In the late 1960’s, I was finishing my engineering degree at Georgia Tech when I decided that I would rather have a career in the social sciences. I read most of the limited number of sociology books in the Tech library, including Human Ecology by Amos Hawley.

I coordinated my site visits to potential engineering employers with visits to sociology departments – Minnesota, Wisconsin, Michigan, Chicago, and UNC. I got funding at several but really liked the collegial feel I got in Chapel Hill and the chance to work with Amos Hawley whose book meshed with the systemic orientation from my engineering training. The quantitative nature of the department with Tad Blalock and Krishnan Namboodiri also played to my math skills.

I was awed by the faculty during my first year. I still remember visiting Amos Hawley’s office my first semester. The office seemed to be miles deep and I remember walking under these walls full of journals and books to reach his desk. Amos was a reticent man and he always seemed to be considering his thoughts before he replied — making me think I had said something stupid. I especially remember the time when I proposed doing a paper that I thought could fill the requirements of both his population course and Jim Wiggins’s Social Psychology course. When I proposed my topic, “Social-Psychological Determinants of Fertility,” he paused a full 60 seconds before he replied, “I don’t think there are any.”

My other story about Amos Hawley was when the department had invited George Homans to give a talk to the faculty and students. Before the talk a number of faculty and students were gathered in the old Department lounge on the top floor of the Alumni Building. Hawley and Homans were debating the great man theory of history. Homans had presented the case of William the Conqueror as his example of an individual who had changed history. But Hawley countered that the Norman Conquest could be better explained by the institution of primogeniture that forced disinherited second sons to gain fame and fortune by conquest.

My personal life changed when I read a notice from my classmate Anamaria Viveros on the department bulletin board asking to share a ride to the SSS meetings in Atlanta and offering to pay gas. I had planned to drive to Atlanta to attend the meeting and see old friends at Georgia Tech, so I was happy to have company and gas money.

Anamaria and I had a lot of time to get to know each other on the trip to and from Atlanta as well as excursions around the city. We continued to see a lot of each other during the rest of the year but Anamaria had a commitment to return to a teaching job at the Catholic University in Santiago after finishing her Master’s Degree. My marriage proposal (romantically delivered under the bell tower) did not change her mind.

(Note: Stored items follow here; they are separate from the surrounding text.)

use anyhow::Context;
use clap::Parser;
use harvester_lib::browser::{CdpClient, ChromePage, PageDriver, SessionRestorer};
use harvester_lib::config::{Config, DEFAULT_CONFIG_FILE};
use harvester_lib::models::{date_key, ViewKind};
use harvester_lib::orchestrator::Orchestrator;
use harvester_lib::storage::ResultStore;
use std::path::PathBuf;
use std::time::Duration;
use tracing::{error, info, warn};
use tracing_subscriber::EnvFilter;

/// Collect liked or replied posts from a profile timeline into a JSON file.
#[derive(Parser)]
#[clap(author, version, about, long_about = None)]
struct Cli {
    /// Profile handle to collect from, with or without the leading @.
    #[clap(long)]
    handle: Option<String>,
    /// Timeline to collect: likes or replies.
    #[clap(long)]
    view: Option<ViewKind>,
    /// Configuration file.
    #[clap(short, long, default_value = DEFAULT_CONFIG_FILE)]
    config: PathBuf,
    /// Run Chrome without a window.
    #[clap(long)]
    headless: bool,
    /// Directory the result file is written to.
    #[clap(short, long)]
    output_dir: Option<String>,
    /// DevTools websocket URL of an already running browser.
    #[clap(long)]
    ws_url: Option<String>,
}

impl Cli {
    fn apply(self, config: &mut Config) {
        if let Some(handle) = self.handle {
            config.target.handle = handle;
        }
        if let Some(view) = self.view {
            config.target.view = view;
        }
        if self.headless {
            config.browser.headless = true;
        }
        if let Some(dir) = self.output_dir {
            config.output.dir = dir;
        }
        if let Some(ws_url) = self.ws_url {
            config.browser.ws_url = Some(ws_url);
        }
    }
}

#[tokio::main]
async fn main() {
    dotenv::dotenv().ok();
    tracing_subscriber::fmt()
        .with_env_filter(
            EnvFilter::try_from_default_env().unwrap_or_else(|_| EnvFilter::new("harvester=info")),
        )
        .init();

    match run(Cli::parse()).await {
        Ok(true) => {}
        Ok(false) => std::process::exit(1),
        Err(e) => {
            let message = format!("{:#}", e);
            error!(error = %message, "Run aborted");
            std::process::exit(1);
        }
    }
}

/// Returns whether the run produced a complete result.
async fn run(cli: Cli) -> anyhow::Result<bool> {
    let mut config = Config::load(&cli.config)?;
    cli.apply(&mut config);
    if let Err(problems) = config.validate() {
        anyhow::bail!("invalid configuration: {}", problems.join("; "));
    }

    let target = config.target()?;
    let store = ResultStore::new(&config.output.dir)?;

    let mut client = CdpClient::new();
    let page = match &config.browser.ws_url {
        Some(ws_url) => client.connect_to_existing(ws_url).await?,
        None => client.launch(&config.browser).await?,
    };
    let page = ChromePage::new(
        page,
        Duration::from_secs(config.browser.navigation_timeout_secs),
    );
    let authenticator = SessionRestorer::new(&config.auth, target.home_url());

    let outcome = harvest(&page, &authenticator, &config, &store).await;

    if let Err(e) = client.close().await {
        warn!(error = %e, "Failed to close browser");
    }
    outcome
}

async fn harvest(
    page: &ChromePage,
    authenticator: &SessionRestorer,
    config: &Config,
    store: &ResultStore,
) -> anyhow::Result<bool> {
    let orchestrator = Orchestrator::from_config(page, authenticator, config)?;
    let target = orchestrator.target().clone();

    info!(url = %target.url(), "Opening target view");
    page.navigate(&target.url())
        .await
        .context("failed to open the target view")?;

    match orchestrator.execute().await {
        Ok(output) => {
            let path = store.write(&output)?;
            println!(
                "{} {} posts for @{} via {} -> {}",
                output.total_posts,
                output.view_kind,
                output.subject,
                output.strategy,
                path.display()
            );
            Ok(true)
        }
        Err(failure) => {
            error!(
                attempts = failure.attempts,
                error = %failure.last_error,
                partial_posts = failure.partial.posts.len(),
                "Extraction failed"
            );
            if !failure.partial.is_empty() {
                let date_str = date_key(target.view, &failure.partial.posts, chrono::Utc::now());
                let path = store.write_partial(
                    &target.handle,
                    target.view,
                    &date_str,
                    &failure.partial,
                    &failure.to_string(),
                )?;
                warn!(path = %path.display(), "Partial results saved");
            }
            Ok(false)
        }
    }
}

Suddenly I developed a great interest to doing my dissertation in Chile — despite my lack of Spanish, funding, or professional contacts.

Thanks to some connections made on my behalf by Amos Hawley and Henry Landsberger, I was able to arrange a research desk at the U.N. Latin American Center for Demography in Santiago. I spent the year of 1970 developing my dissertation framework, collecting data, learning Spanish, observing the election of Salvador Allende, and convincing Anamaria to marry me. We celebrate our 50th wedding anniversary this September.

We returned to Chapel Hill for a year and then I was offered a position at the University of California at Riverside with ex-UNC professors Lew Carter and Ed Butler.
After a couple of years in Southern California, I realized I was not going to finish my dissertation unless I returned to UNC which we did for the 1973-74 school year.

This time I did complete my dissertation on rural-urban migration in Chile and took a research position at the U. S. Census Bureau. I spent my entire career at the Census Bureau studying migration, making population estimates and projections, and finally serving as the chief of the Population Division.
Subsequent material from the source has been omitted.